Abstract:
A solid state light emitting display device utilizing two light emitting elements displayed in a single channel having ends in which each element is disposed closer to the ends of the channel than to each other.

Description:
BACKGROUND OF THE INVENTION 
     The present invention relates to a novel structure for a solid state electronic display device. Such devices are utilized in the output displays for digital clocks, watches, calculators, small computers, copiers, ovens, volt meters, and a wide variety of other devices. Such devices frequently must be visible to the human eye at a distance and it is desirable to make the display of sizes larger than a half inch. In displays larger than one half inch it is necessary to employ more than one light emitting device per segment to achieve uniform illumination along the length of the segment. (A numerical display would typically have seven segments.) 
     Previously, when more than one active element, such as a light emitting diode, (L.E.D.) was used per segment it was common to place each L.E.D. in its own recess formed in an optical shroud or frame. The optical shroud was typically made of a black or other dark material to prevent light coupling between segments and to improve contrast ratio. The shroud was formed to have angled surfaces to reflect light and the segment wall surfaces of the shroud were made highly reflective. The front faces of the shroud were silvered or aluminized. The L.E.D. was bonded to a drive circuit by way of a printed circuit board or a ceramic substrate and a shroud was placed over the L.E.D. and the circuit board. An epoxy was placed on the L.E.D.&#39;s and in the openings of the shroud and cured; thus bonding the circuit board and the shroud together. The epoxy had a refractive index approaching that of the L.E.D. and in between that of the L.E.D. and air. 

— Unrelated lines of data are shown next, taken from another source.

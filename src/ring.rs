use std::ops::Deref;

/// Fixed-size sliding window over the newest capture samples. The audio
/// callback pushes blocks in; the analyzer reads the whole window each tick.
#[derive(Debug, Clone)]
pub struct SampleRing(Vec<f32>);

impl SampleRing {
    pub fn new(sz: usize) -> SampleRing {
        SampleRing(vec![0.0; sz])
    }

    /// Append a block, discarding the oldest samples to stay at size.
    pub fn push(&mut self, data: &[f32]) {
        let dlen = data.len();
        let blen = self.0.len();

        if dlen >= blen {
            self.0.copy_from_slice(&data[dlen - blen..]);
        } else {
            self.0.copy_within(dlen.., 0);
            self.0[blen - dlen..].copy_from_slice(data);
        }
    }

    pub fn size(&self) -> usize {
        self.0.len()
    }

    pub fn resize(&mut self, newsz: usize) {
        self.0.resize(newsz, 0.0);
    }
}

impl Deref for SampleRing {
    type Target = [f32];
    fn deref(&self) -> &[f32] {
        &self.0
    }
}

#[cfg(test)]
mod tests {
    use super::*;

    #[test]
    fn short_push_shifts_older_samples_down() {
        let mut ring = SampleRing::new(4);
        ring.push(&[1.0, 2.0]);
        ring.push(&[3.0]);
        assert_eq!(&ring[..], &[0.0, 1.0, 2.0, 3.0]);
    }

    #[test]
    fn oversized_push_keeps_only_the_tail() {
        let mut ring = SampleRing::new(3);
        ring.push(&[1.0, 2.0, 3.0, 4.0, 5.0]);
        assert_eq!(&ring[..], &[3.0, 4.0, 5.0]);
    }

    #[test]
    fn exact_push_replaces_everything() {
        let mut ring = SampleRing::new(2);
        ring.push(&[7.0, 8.0]);
        assert_eq!(&ring[..], &[7.0, 8.0]);
    }

    #[test]
    fn resize_changes_capacity() {
        let mut ring = SampleRing::new(2);
        ring.push(&[1.0, 2.0]);
        ring.resize(4);
        assert_eq!(ring.size(), 4);
        ring.resize(1);
        assert_eq!(ring.size(), 1);
    }
}
//! Application state for the payroll engine API.
//!
//! This module defines the shared application state that is available
//! to all request handlers.

use std::sync::Arc;

use crate::config::ConfigLoader;
use crate::run::RunOrchestrator;

/// Shared application state.
///
/// Contains resources that are shared across all request handlers: the
/// loaded statutory configuration and the run orchestrator built from it.
#[derive(Clone)]
pub struct AppState {
    /// The loaded statutory configuration.
    config: Arc<ConfigLoader>,
    /// The orchestrator processing payroll runs.
    orchestrator: Arc<RunOrchestrator>,
}

impl AppState {
    /// Creates a new application state with the given configuration loader.
    pub fn new(config: ConfigLoader) -> Self {
        let orchestrator = RunOrchestrator::new(config.config().clone());
        Self {
            config: Arc::new(config),
            orchestrator: Arc::new(orchestrator),
        }
    }

    /// Returns a reference to the configuration loader.
    pub fn config(&self) -> &ConfigLoader {
        &self.config
    }

    /// Returns a handle to the run orchestrator.
    pub fn orchestrator(&self) -> Arc<RunOrchestrator> {
        Arc::clone(&self.orchestrator)
    }
}
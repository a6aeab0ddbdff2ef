//! Progressive income tax calculation.
//!
//! This module computes income tax over a configured set of marginal
//! bands. Each band covers income from the previous bound (inclusive) up
//! to its own bound (exclusive), and the tax is the sum of each band's
//! rate applied to the income falling inside it.

use rust_decimal::Decimal;

use crate::config::IncomeTaxRules;
use crate::error::{EngineError, EngineResult};
use crate::money::Money;

/// The result of an income tax calculation.
#[derive(Debug, Clone, PartialEq, Eq)]
pub struct IncomeTaxResult {
    /// The total tax at full precision. Callers round at presentation.
    pub tax: Money,
    /// The marginal rate of the band the income falls in.
    pub marginal_rate: Decimal,
}

/// Calculates progressive income tax on a taxable income.
///
/// Income exactly on a band boundary belongs to the higher band, which
/// makes no difference to the tax itself but determines the reported
/// marginal rate.
///
/// # Arguments
///
/// * `taxable_income` - The income to tax. Must not be negative.
/// * `rules` - The configured tax bands, ordered lowest to highest.
///
/// # Returns
///
/// Returns the total tax and marginal rate, or `InvalidInput` if the
/// income is negative.
///
/// # Example
///
/// ```
/// use payroll_engine::calculation::calculate_income_tax;
/// use payroll_engine::config::{IncomeTaxRules, TaxBand};
///
/// let rules = IncomeTaxRules {
///     bands: vec![
///         TaxBand { upper: Some("5100".parse().unwrap()), rate: "0".parse().unwrap() },
///         TaxBand { upper: Some("7100".parse().unwrap()), rate: "20".parse().unwrap() },
///         TaxBand { upper: None, rate: "30".parse().unwrap() },
///     ],
/// };
///
/// let result = calculate_income_tax("7100".parse().unwrap(), &rules).unwrap();
/// assert_eq!(result.tax, "400".parse().unwrap());
/// ```
pub fn calculate_income_tax(
    taxable_income: Money,
    rules: &IncomeTaxRules,
) -> EngineResult<IncomeTaxResult> {
    if taxable_income.is_negative() {
        return Err(EngineError::InvalidInput {
            formula: "income_tax".to_string(),
            message: format!("taxable income may not be negative, got {}", taxable_income),
        });
    }

    let mut tax = Money::ZERO;
    let mut lower = Money::ZERO;
    let mut marginal_rate = Decimal::ZERO;

    for band in &rules.bands {
        marginal_rate = band.rate;

        let span_top = match band.upper {
            Some(upper) if taxable_income >= upper => upper,
            _ => taxable_income,
        };
        if span_top > lower {
            tax += (span_top - lower).percent_of(band.rate);
        }

        match band.upper {
            Some(upper) if taxable_income >= upper => lower = upper,
            _ => break,
        }
    }

    Ok(IncomeTaxResult { tax, marginal_rate })
}
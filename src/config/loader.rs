//! Configuration loading functionality.
//!
//! This module provides the [`ConfigLoader`] type for loading statutory
//! rule sets from YAML files.

use std::fs;
use std::path::Path;

use crate::error::{EngineError, EngineResult};

use super::types::{InsuranceRules, IncomeTaxRules, PensionRules, StatutoryConfig, StatutoryMetadata};

/// Loads and provides access to a statutory rule set.
///
/// The `ConfigLoader` reads a YAML configuration file from a directory and
/// provides methods to query the tax, pension, and insurance rules.
///
/// # Directory Structure
///
/// The configuration directory should have the following structure:
/// ```text
/// config/reference/
/// └── statutory.yaml   # Tax bands, pension, and insurance rules
/// ```
///
/// # Example
///
/// ```no_run
/// use payroll_engine::config::ConfigLoader;
///
/// let loader = ConfigLoader::load("./config/reference").unwrap();
/// println!("Rules: {} ({})", loader.metadata().name, loader.metadata().version);
/// ```
#[derive(Debug, Clone)]
pub struct ConfigLoader {
    config: StatutoryConfig,
}

impl ConfigLoader {
    /// Loads configuration from the specified directory.
    ///
    /// # Arguments
    ///
    /// * `path` - Path to the configuration directory (e.g., "./config/reference")
    ///
    /// # Returns
    ///
    /// Returns a `ConfigLoader` instance on success, or an error if:
    /// - The statutory.yaml file is missing
    /// - The file contains invalid YAML
    /// - The rule set fails consistency validation
    ///
    /// # Example
    ///
    /// ```no_run
    /// use payroll_engine::config::ConfigLoader;
    ///
    /// let loader = ConfigLoader::load("./config/reference")?;
    /// # Ok::<(), payroll_engine::error::EngineError>(())
    /// ```
    pub fn load<P: AsRef<Path>>(path: P) -> EngineResult<Self> {
        let statutory_path = path.as_ref().join("statutory.yaml");
        let config = Self::load_yaml::<StatutoryConfig>(&statutory_path)?;

        config
            .validate()
            .map_err(|message| EngineError::ConfigParseError {
                path: statutory_path.display().to_string(),
                message,
            })?;

        Ok(Self { config })
    }

    /// Builds a loader from an already-parsed rule set.
    ///
    /// Useful for tests and embedded deployments that carry their rules
    /// inline rather than on disk.
    pub fn from_config(config: StatutoryConfig) -> EngineResult<Self> {
        config
            .validate()
            .map_err(|message| EngineError::ConfigParseError {
                path: "<inline>".to_string(),
                message,
            })?;
        Ok(Self { config })
    }

    /// Loads and parses a YAML file.
    fn load_yaml<T: serde::de::DeserializeOwned>(path: &Path) -> EngineResult<T> {
        let path_str = path.display().to_string();

        let content = fs::read_to_string(path).map_err(|_| EngineError::ConfigNotFound {
            path: path_str.clone(),
        })?;

        serde_yaml::from_str(&content).map_err(|e| EngineError::ConfigParseError {
            path: path_str,
            message: e.to_string(),
        })
    }

    /// Returns the underlying statutory configuration.
    pub fn config(&self) -> &StatutoryConfig {
        &self.config
    }

    /// Returns the rule set metadata.
    pub fn metadata(&self) -> &StatutoryMetadata {
        &self.config.metadata
    }

    /// Returns the progressive income tax rules.
    pub fn income_tax(&self) -> &IncomeTaxRules {
        &self.config.income_tax
    }

    /// Returns the pension contribution rules.
    pub fn pension(&self) -> &PensionRules {
        &self.config.pension
    }

    /// Returns the insurance contribution rules.
    pub fn insurance(&self) -> &InsuranceRules {
        &self.config.insurance
    }
}
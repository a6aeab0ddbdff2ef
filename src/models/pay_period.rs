//! Pay period model.
//!
//! This module contains the [`PayPeriod`] type that defines the date range
//! a payslip or payroll run covers.

use chrono::NaiveDate;
use serde::{Deserialize, Serialize};

/// Represents a pay period with its date range.
///
/// A pay period defines the time window a payslip calculation or payroll
/// run covers. Both bounds are inclusive.
///
/// # Example
///
/// ```
/// use payroll_engine::models::PayPeriod;
/// use chrono::NaiveDate;
///
/// let period = PayPeriod {
///     start_date: NaiveDate::from_ymd_opt(2026, 3, 1).unwrap(),
///     end_date: NaiveDate::from_ymd_opt(2026, 3, 31).unwrap(),
/// };
/// assert!(period.start_date <= period.end_date);
/// ```
#[derive(Debug, Clone, Copy, PartialEq, Eq, Serialize, Deserialize)]
pub struct PayPeriod {
    /// The start date of the pay period (inclusive).
    pub start_date: NaiveDate,
    /// The end date of the pay period (inclusive).
    pub end_date: NaiveDate,
}
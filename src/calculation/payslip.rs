//! Gross-to-net payslip calculation.
//!
//! This module assembles a complete [`PayslipLineItem`] for one employee
//! from their pay structure and the statutory rule set. The calculation is
//! pure: the same inputs always produce the same amounts, so items for
//! different employees can be computed in parallel.

use chrono::Utc;
use uuid::Uuid;

use crate::config::StatutoryConfig;
use crate::error::{EngineError, EngineResult};
use crate::models::{
    CalculationWarning, ComponentBase, ComponentKind, ComponentLine, Employee,
    PayComponentCategory, PayPeriod, PayStructure, PayslipLineItem, PayslipTotals,
};
use crate::money::Money;

use super::component::evaluate_component;
use super::income_tax::calculate_income_tax;
use super::insurance::calculate_insurance;
use super::pension::calculate_pension;

/// The engine version stamped onto every payslip item.
pub const ENGINE_VERSION: &str = env!("CARGO_PKG_VERSION");

/// Calculates a complete payslip for one employee.
///
/// The calculation proceeds in a fixed order: allowances are evaluated
/// against basic salary to form gross pay; pre-tax deductions are
/// evaluated against the undiminished gross; taxable income is gross
/// minus those pre-tax deductions; the statutory amounts are computed on
/// taxable income, gross pay, and basic salary respectively; post-tax
/// deductions are evaluated last. Every stored amount is rounded exactly
/// once as it lands on the item, so component lines always sum to the
/// reported totals.
///
/// Percentage deductions are evaluated once against the undiminished
/// gross even though pre-tax deductions then reduce the taxable base.
/// There is no fixed-point iteration.
///
/// # Arguments
///
/// * `employee` - The employee the payslip is for.
/// * `structure` - The pay structure to evaluate. Snapshotted onto the item.
/// * `pay_period` - The period the payslip covers.
/// * `statutory` - The statutory rule set for tax, pension, and insurance.
///
/// # Returns
///
/// Returns the computed item, or an error if the structure is invalid,
/// a component cannot be evaluated, or a statutory formula rejects its
/// input. A negative net pay is not an error; it is reported as a
/// warning on the item.
///
/// # Example
///
/// ```no_run
/// use payroll_engine::calculation::calculate_payslip;
/// use payroll_engine::config::ConfigLoader;
/// use payroll_engine::models::{Employee, PayFrequency, PayPeriod, PayStructure};
/// use chrono::NaiveDate;
///
/// let loader = ConfigLoader::load("./config/reference")?;
/// let employee = Employee::new("emp_001", "A. Nguyen");
/// let structure = PayStructure {
///     id: "struct_001".to_string(),
///     name: "Staff grade 3".to_string(),
///     basic_salary: "5000".parse().unwrap(),
///     allowances: vec![],
///     deductions: vec![],
///     frequency: PayFrequency::Monthly,
/// };
/// let period = PayPeriod {
///     start_date: NaiveDate::from_ymd_opt(2026, 3, 1).unwrap(),
///     end_date: NaiveDate::from_ymd_opt(2026, 3, 31).unwrap(),
/// };
///
/// let item = calculate_payslip(&employee, &structure, period, loader.config())?;
/// println!("net pay: {}", item.totals.net_pay);
/// # Ok::<(), payroll_engine::error::EngineError>(())
/// ```
pub fn calculate_payslip(
    employee: &Employee,
    structure: &PayStructure,
    pay_period: PayPeriod,
    statutory: &StatutoryConfig,
) -> EngineResult<PayslipLineItem> {
    structure.validate()?;

    let basic_salary = structure.basic_salary.round_2();
    let mut components = Vec::new();

    // Allowances see only basic salary; gross pay does not exist yet.
    let mut allowances_total = Money::ZERO;
    for allowance in &structure.allowances {
        let base = resolve_base(&allowance.kind, basic_salary, None, None);
        let amount = evaluate_component(&allowance.id, &allowance.kind, base)?;
        allowances_total += amount;
        components.push(ComponentLine {
            component_id: allowance.id.clone(),
            name: allowance.name.clone(),
            category: PayComponentCategory::Allowance,
            amount,
        });
    }

    let gross_pay = basic_salary + allowances_total;

    // Pre-tax deductions are evaluated against the undiminished gross.
    let mut pre_tax_total = Money::ZERO;
    for deduction in structure.deductions.iter().filter(|d| d.pre_tax) {
        let base = resolve_base(&deduction.kind, basic_salary, Some(gross_pay), None);
        let amount = evaluate_component(&deduction.id, &deduction.kind, base)?;
        pre_tax_total += amount;
        components.push(ComponentLine {
            component_id: deduction.id.clone(),
            name: deduction.name.clone(),
            category: PayComponentCategory::PreTaxDeduction,
            amount,
        });
    }

    let taxable_income = gross_pay - pre_tax_total;

    let income_tax = calculate_income_tax(taxable_income, &statutory.income_tax)?
        .tax
        .round_2();
    let pension = calculate_pension(gross_pay, &statutory.pension)?
        .contribution
        .round_2();
    let insurance = calculate_insurance(basic_salary, &statutory.insurance)?.round_2();

    components.push(ComponentLine {
        component_id: "income_tax".to_string(),
        name: "Income tax".to_string(),
        category: PayComponentCategory::Statutory,
        amount: income_tax,
    });
    components.push(ComponentLine {
        component_id: "pension".to_string(),
        name: "Pension contribution".to_string(),
        category: PayComponentCategory::Statutory,
        amount: pension,
    });
    components.push(ComponentLine {
        component_id: "insurance".to_string(),
        name: "Insurance levy".to_string(),
        category: PayComponentCategory::Statutory,
        amount: insurance,
    });

    let mut post_tax_total = Money::ZERO;
    for deduction in structure.deductions.iter().filter(|d| !d.pre_tax) {
        let base = resolve_base(
            &deduction.kind,
            basic_salary,
            Some(gross_pay),
            Some(taxable_income),
        );
        let amount = evaluate_component(&deduction.id, &deduction.kind, base)?;
        post_tax_total += amount;
        components.push(ComponentLine {
            component_id: deduction.id.clone(),
            name: deduction.name.clone(),
            category: PayComponentCategory::PostTaxDeduction,
            amount,
        });
    }

    let total_deductions = pre_tax_total + income_tax + pension + insurance + post_tax_total;
    let net_pay = (gross_pay - total_deductions).round_2();

    let mut warnings = Vec::new();
    if net_pay.is_negative() {
        warnings.push(CalculationWarning::negative_net_pay(net_pay));
    }

    Ok(PayslipLineItem {
        calculation_id: Uuid::new_v4(),
        computed_at: Utc::now(),
        engine_version: ENGINE_VERSION.to_string(),
        employee_id: employee.id.clone(),
        pay_period,
        structure: structure.clone(),
        basic_salary,
        components,
        totals: PayslipTotals {
            gross_pay,
            taxable_income,
            income_tax,
            pension,
            insurance,
            pre_tax_deductions: pre_tax_total,
            post_tax_deductions: post_tax_total,
            total_deductions,
            net_pay,
        },
        warnings,
    })
}

/// Resolves a percentage component's declared base to a concrete amount,
/// if that base exists at the current evaluation stage.
fn resolve_base(
    kind: &ComponentKind,
    basic_salary: Money,
    gross_pay: Option<Money>,
    taxable_income: Option<Money>,
) -> Option<Money> {
    match kind {
        ComponentKind::Fixed { .. } => None,
        ComponentKind::Percentage { base, .. } => match base {
            ComponentBase::BasicSalary => Some(basic_salary),
            ComponentBase::GrossPay => gross_pay,
            ComponentBase::TaxableIncome => taxable_income,
        },
    }
}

     Because each light source has its own recess it was necessary for the best visual result to center the light source in the recess. This centering made it more difficult to get equal brightness into the corners of the display and resulted in a hot spot at the segment center. Because the human eye cosmetically rejects the appearance of digits having reduced intensity at their segments ends than those having more brightly illuminated corners than their centers. This effect is more troublesome when two or more segments intersect. It is cosmetically more pleasing to view digits whose corners are equal to or are more brighter than the intensity at the center of the segments. 
     The curing of the epoxy during manufacture and the subsequent treatment of the assembly after curing may result in failures in the whole package. Because the epoxy enclosed and sealed the whole assembly it was not economically feasible to repair any assembly found defective after final testing. Therefore the entire assembly had to be discarded greatly raising the cost of the manufacturing of these assemblies. 
     The closest patent art which is known to the inventors are: Katsumura, U.S. Pat. No. 3,886,581, issued, May 27, 1975; Usui, U.S. Pat. No. 3,869,637, issued Mar. 4, 1975; and Groves, U.S. Pat. No. 3,889,147, issued June 10, 1975.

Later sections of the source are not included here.